The University of California Board of Regents today (Friday, Nov. 15) approved the formation of the corporation that will implement and complete the proposed merger of clinical services at the medical centers of UC San Francisco and Stanford University.
The corporation, which will be called UCSF Stanford Health Care, will oversee the joint operations of UCSF and Stanford medical centers effective by July 1997.
The private, nonprofit public benefit corporation's specific and primary purpose is to support, benefit and further the charitable, scientific and educational purposes of UCSF and Stanford medical schools.
The merger will be final after the adoption of several agreements including those that detail the corporations support for the medical schools, establish compensation packages for physicians and other academic personnel, and determine the assumption or assignment of liabilities and assets. The Regents will be asked to approve a process for adoption of those agreements in January.
"The union of UCSF and Stanford clinical activities has the potential to enrich the teaching and research programs of the two universities, to create extraordinary opportunities to move research discoveries to the bedside, and to provide a stronger financial underpinning for the clinical enterprise," said UC President Richard C. Atkinson.
Atkinson, acting on behalf of the Regents, will take steps toward approval of the articles of incorporation and bylaws and transferral of $8.25 million from the UCSF Medical Center, subject to equal contribution from Stanford, for initial capitalization of the venture.

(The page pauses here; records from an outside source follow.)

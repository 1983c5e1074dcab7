//! Run-scoped store of labeled result digests.

use std::collections::HashMap;
use std::collections::hash_map::Entry;

use slt_types::QueryResult;

#[derive(Debug, Clone)]
struct LabelEntry {
    digest: String,
    snapshot: QueryResult,
}

/// Outcome of [`LabelCache::get_or_set`].
#[derive(Debug, Clone, PartialEq, Eq)]
pub struct LabelLookup {
    pub is_first: bool,
    pub stored_digest: String,
}

impl LabelLookup {
    /// Whether `digest` agrees with the stored one.
    pub fn matches(&self, digest: &str) -> bool {
        self.stored_digest == digest
    }
}

/// Maps a label to the first digest and result seen for it.
///
/// One cache belongs to one test run. It is not shared between threads;
/// runs executing concurrently each own their own cache.
#[derive(Debug, Default)]
pub struct LabelCache {
    entries: HashMap<String, LabelEntry>,
}

impl LabelCache {
    pub fn new() -> Self {
        Self::default()
    }

    /// Store `(digest, snapshot())` on the first call for `label`; later
    /// calls return the stored digest and never invoke `snapshot`.
    pub fn get_or_set(
        &mut self,
        label: &str,
        digest: &str,
        snapshot: impl FnOnce() -> QueryResult,
    ) -> LabelLookup {
        match self.entries.entry(label.to_owned()) {
            Entry::Occupied(entry) => LabelLookup {
                is_first: false,
                stored_digest: entry.get().digest.clone(),
            },
            Entry::Vacant(entry) => {
                entry.insert(LabelEntry {
                    digest: digest.to_owned(),
                    snapshot: snapshot(),
                });
                LabelLookup {
                    is_first: true,
                    stored_digest: digest.to_owned(),
                }
            }
        }
    }

    /// The result retained for `label`, for mismatch diagnostics.
    pub fn snapshot(&self, label: &str) -> Option<&QueryResult> {
        self.entries.get(label).map(|entry| &entry.snapshot)
    }

    pub fn digest(&self, label: &str) -> Option<&str> {
        self.entries.get(label).map(|entry| entry.digest.as_str())
    }

    pub fn len(&self) -> usize {
        self.entries.len()
    }

    pub fn is_empty(&self) -> bool {
        self.entries.is_empty()
    }
}

#[cfg(test)]
mod tests {
    use super::*;

    use slt_types::{LogicalType, Value};

    fn result_of(v: i32) -> QueryResult {
        let mut builder =
            QueryResult::builder(vec!["v".to_owned()], vec![LogicalType::Integer]).unwrap();
        builder.push_row(vec![Value::Integer(v)]).unwrap();
        builder.finish()
    }

    #[test]
    fn first_call_stores() {
        let mut cache = LabelCache::new();
        assert!(cache.is_empty());
        let lookup = cache.get_or_set("L1", "1 values hashing to aa", || result_of(1));
        assert!(lookup.is_first);
        assert!(lookup.matches("1 values hashing to aa"));
        assert_eq!(cache.len(), 1);
        assert_eq!(cache.snapshot("L1"), Some(&result_of(1)));
    }

    #[test]
    fn later_calls_keep_the_first_entry() {
        let mut cache = LabelCache::new();
        cache.get_or_set("L1", "D", || result_of(1));
        let lookup = cache.get_or_set("L1", "D2", || panic!("snapshot taken for a known label"));
        assert!(!lookup.is_first);
        assert_eq!(lookup.stored_digest, "D");
        assert!(!lookup.matches("D2"));
        assert_eq!(cache.digest("L1"), Some("D"));
        assert_eq!(cache.snapshot("L1"), Some(&result_of(1)));
        assert!(cache.snapshot("L2").is_none());
    }
}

Also, President Atkinson, in consultation with the chairman of the board and the chairman of the Committee on Health Services, will represent the Regents in the immediate formation of the 17-member board of directors to oversee the corporation.
UC will have six representatives on the board -- three Regents, including the UC president, the UCSF chancellor, and the dean and one faculty member of the UCSF School of Medicine. Stanford University will have also six representatives -- three Stanford trustees, the Stanford president, and the dean and a faculty member of the Stanford School of Medicine. The new board also will include a chief executive officer, a medical officer and three independent directors.
The independent directors will ve selected by four individuals, who are not members of either the UC or Stanford boards and are not employees of either university. The Regents and trustees will each name two of the four individuals.
Officials at UCSF and Stanford initiated merger discussions last year in response to the growth of managed health care and probable reduction in state and federal support for academic health centers. UCSF and Stanford have concurred that a partnership of two academic medical centers is the best way to meet the challenges posed by the highly competitive managed care market and continue to provide support for the medical schools' teaching and research efforts.
An independent third-party review of the merger, presented to the Regents last week, concluded that the proposed partnership is a sound business decision for the university.
The report indicated that a merged enterprise could reduce administrative costs, expand its share of speciality care service in the region and more effectively compete for managed care contracts.
As a result, the report concluded that the medical centers will be in a better position to support the teaching and research functions at their respective medical schools, which will remain separate under the merger. Traditionally, UCSF and Stanford medical centers each have provided approximately $20 million in support to their medical schools.
Restructuring and consolidation of UCSF and Stanford programs may result in a reduction of employees in some areas or an increase in others, particularly specialty care. Ninety-five percent of UCSF employees affected by the merger will be offered new positions by UCSF Stanford Health Care.